The company launched Cloud 360 at its annual CA World conference, which took place this week in Las Vegas. Cloud 360 is a portfolio of consulting services bundled with CA's software to model and perform cost-benefit and performance analyses of moving apps to the cloud. It also is intended to help customers develop migration plans.
"It lets CIOs determine which apps or services they want to move to the cloud and which cloud they want to move them to, if any," said Andi Mann, CA's VP of strategic solutions. "Some apps and some services will never go to the cloud. This gives CIOs a real deterministic model for understanding what's in their portfolio that they might be able to get a benefit from moving to the cloud."

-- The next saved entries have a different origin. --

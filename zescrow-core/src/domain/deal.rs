//! Escrow deal entity and its lifecycle state machine

use std::fmt;
use std::str::FromStr;

use chrono::{DateTime, Utc};
use rust_decimal::Decimal;
use serde::{Deserialize, Serialize};

use super::result::{Error, Result};

/// Deal lifecycle state
///
/// ```text
/// created ──submit──▶ submitted ──approve──▶ approved ──release confirmed──▶ completed
///    │                  │    ▲                   ▲
///  cancel            dispute │ resubmit          │ resolve(freelancer)
///    ▼                  ▼    │                   │
/// cancelled ◀─resolve(client)─ disputed ─────────┘
/// ```
#[derive(Debug, Clone, Copy, PartialEq, Eq, Hash, Serialize, Deserialize)]
#[serde(rename_all = "lowercase")]
pub enum DealStatus {
    Created,
    Submitted,
    Approved,
    Disputed,
    Completed,
    Cancelled,
}

impl DealStatus {
    pub const ALL: [DealStatus; 6] = [
        DealStatus::Created,
        DealStatus::Submitted,
        DealStatus::Approved,
        DealStatus::Disputed,
        DealStatus::Completed,
        DealStatus::Cancelled,
    ];

    pub fn as_str(&self) -> &'static str {
        match self {
            DealStatus::Created => "created",
            DealStatus::Submitted => "submitted",
            DealStatus::Approved => "approved",
            DealStatus::Disputed => "disputed",
            DealStatus::Completed => "completed",
            DealStatus::Cancelled => "cancelled",
        }
    }

    pub fn is_terminal(&self) -> bool {
        matches!(self, DealStatus::Completed | DealStatus::Cancelled)
    }

    /// Whether funds for a deal in this state are still held in escrow
    pub fn holds_funds(&self) -> bool {
        !self.is_terminal()
    }

    pub fn can_transition_to(&self, next: DealStatus) -> bool {
        use DealStatus::*;
        matches!(
            (self, next),
            (Created, Submitted)
                | (Created, Cancelled)
                | (Submitted, Approved)
                | (Submitted, Disputed)
                | (Disputed, Submitted)
                | (Disputed, Approved)
                | (Disputed, Cancelled)
                | (Approved, Completed)
        )
    }

    pub fn ensure_transition(&self, next: DealStatus) -> Result<()> {
        if self.can_transition_to(next) {
            Ok(())
        } else {
            Err(Error::invalid_transition(self, next))
        }
    }
}

impl fmt::Display for DealStatus {
    fn fmt(&self, f: &mut fmt::Formatter<'_>) -> fmt::Result {
        f.write_str(self.as_str())
    }
}

impl FromStr for DealStatus {
    type Err = Error;

    fn from_str(s: &str) -> Result<Self> {
        DealStatus::ALL
            .into_iter()
            .find(|status| status.as_str() == s)
            .ok_or_else(|| Error::validation(format!("Unknown deal status: {}", s)))
    }
}

/// Which side a dispute was settled in favour of
#[derive(Debug, Clone, Copy, PartialEq, Eq, Serialize, Deserialize)]
#[serde(rename_all = "lowercase")]
pub enum Resolution {
    Client,
    Freelancer,
}

impl Resolution {
    pub fn as_str(&self) -> &'static str {
        match self {
            Resolution::Client => "client",
            Resolution::Freelancer => "freelancer",
        }
    }
}

impl fmt::Display for Resolution {
    fn fmt(&self, f: &mut fmt::Formatter<'_>) -> fmt::Result {
        f.write_str(self.as_str())
    }
}

impl FromStr for Resolution {
    type Err = Error;

    fn from_str(s: &str) -> Result<Self> {
        match s.to_lowercase().as_str() {
            "client" => Ok(Resolution::Client),
            "freelancer" => Ok(Resolution::Freelancer),
            _ => Err(Error::validation(format!(
                "Resolution must be 'client' or 'freelancer', got '{}'",
                s
            ))),
        }
    }
}

/// One side of a deal
#[derive(Debug, Clone, PartialEq, Eq, Serialize, Deserialize)]
#[serde(rename_all = "camelCase")]
pub struct Party {
    pub id: String,
    pub near_account_id: String,
}

/// An escrow agreement between a client and a freelancer
#[derive(Debug, Clone, Serialize, Deserialize)]
#[serde(rename_all = "camelCase")]
pub struct Deal {
    pub deal_id: String,
    pub intent_id: String,
    pub client: Party,
    pub freelancer: Party,
    pub amount_zec: Decimal,
    pub amount_zatoshi: i64,
    pub deadline: DateTime<Utc>,
    pub description: String,
    pub status: DealStatus,
    pub proof_link: Option<String>,
    pub notes: Option<String>,
    pub dispute_reason: Option<String>,
    pub resolution: Option<Resolution>,
    pub created_at: DateTime<Utc>,
    pub updated_at: DateTime<Utc>,
}

impl Deal {
    pub fn is_client(&self, user_id: &str) -> bool {
        self.client.id == user_id
    }

    pub fn is_freelancer(&self, user_id: &str) -> bool {
        self.freelancer.id == user_id
    }

    pub fn is_past_deadline(&self, now: DateTime<Utc>) -> bool {
        now > self.deadline
    }
}

/// Field changes applied together with a status transition
#[derive(Debug, Clone, Default)]
pub struct DealUpdate {
    pub proof_link: Option<String>,
    pub notes: Option<String>,
    pub dispute_reason: Option<String>,
    pub resolution: Option<Resolution>,
}

#[cfg(test)]
mod tests {
    use super::*;

    #[test]
    fn test_happy_path_transitions() {
        assert!(DealStatus::Created.can_transition_to(DealStatus::Submitted));
        assert!(DealStatus::Submitted.can_transition_to(DealStatus::Approved));
        assert!(DealStatus::Approved.can_transition_to(DealStatus::Completed));
    }

    #[test]
    fn test_dispute_paths() {
        assert!(DealStatus::Submitted.can_transition_to(DealStatus::Disputed));
        assert!(DealStatus::Disputed.can_transition_to(DealStatus::Submitted));
        assert!(DealStatus::Disputed.can_transition_to(DealStatus::Approved));
        assert!(DealStatus::Disputed.can_transition_to(DealStatus::Cancelled));
    }

    #[test]
    fn test_terminal_states_have_no_exits() {
        for terminal in [DealStatus::Completed, DealStatus::Cancelled] {
            assert!(terminal.is_terminal());
            for next in DealStatus::ALL {
                assert!(!terminal.can_transition_to(next), "{} -> {}", terminal, next);
            }
        }
    }

    #[test]
    fn test_skipping_approval_is_rejected() {
        let err = DealStatus::Submitted
            .ensure_transition(DealStatus::Completed)
            .unwrap_err();
        assert!(matches!(err, Error::InvalidTransition { .. }));
        assert!(DealStatus::Created.ensure_transition(DealStatus::Approved).is_err());
        assert!(DealStatus::Approved.ensure_transition(DealStatus::Cancelled).is_err());
    }

    #[test]
    fn test_status_parse() {
        assert_eq!("disputed".parse::<DealStatus>().unwrap(), DealStatus::Disputed);
        assert!("paid".parse::<DealStatus>().is_err());
        assert_eq!("Freelancer".parse::<Resolution>().unwrap(), Resolution::Freelancer);
    }

    #[test]
    fn test_status_serializes_lowercase() {
        let json = serde_json::to_string(&DealStatus::Cancelled).unwrap();
        assert_eq!(json, "\"cancelled\"");
    }
}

Among other things, Mann explained Cloud 360 will let CIOs understand what sort of performance, service levels, security and cost and reliability criteria they need to consider. It will match that up against different cloud options -- such as public clouds, private clouds and Software as a Service -- and it will let customers simulate and model their chosen apps and cloud environments to determine if the service they're considering is suited for their requirements, Mann said.
Since the outcome of this will ultimately result in customers buying CA's various software offerings, this service will appeal to customers comfortable with going that route. The offering starts off with an app portfolio analysis consisting of a one-day workshop followed by CA's Application Discovery and Portfolio Analysis conducted by the company's consultants using CA's Clarity PPM On Demand tooling.
Once it is determined what apps will be moved to the cloud, CA will help determine service-level agreement requirements using its CA Oblicore On Demand service-level management software. Among other CA wares to be used in helping simulate and determine capacity and virtualization requirements are CA Capacity Management and Reporting Suite, CA Virtual Placement Manager and CA LISA Suite.
The company also launched two new identity and access management (IAM) security services aimed at providing single sign-on to internal and cloud-based applications. Both are cloud-based services that provide access to apps delivered by online providers such as Salesforce.com as well as premises-based systems.
CA IdentityMinder as-a-Service offers password management, user provisioning, management of access requests and reporting and auditing. CA FedMinder as-a-Service offers the cross-domain single-sign-on capability. It supports the SAML 2.0 standard and has policy management capabilities.
Also at CA World, the company launched the Cloud Commons Marketplace and Developer Studio. The Cloud Commons Marketplace is a portal that lets ISVs put their applications up for sale. "This is essentially going to be an app store for the enterprise," Mann said. "Enterprises can go up onto the cloud commons marketplace and buy them and service providers can host them."
The Cloud Commons Developer Studio is a free service that allows developers to build and test apps using the CA AppLogic platform.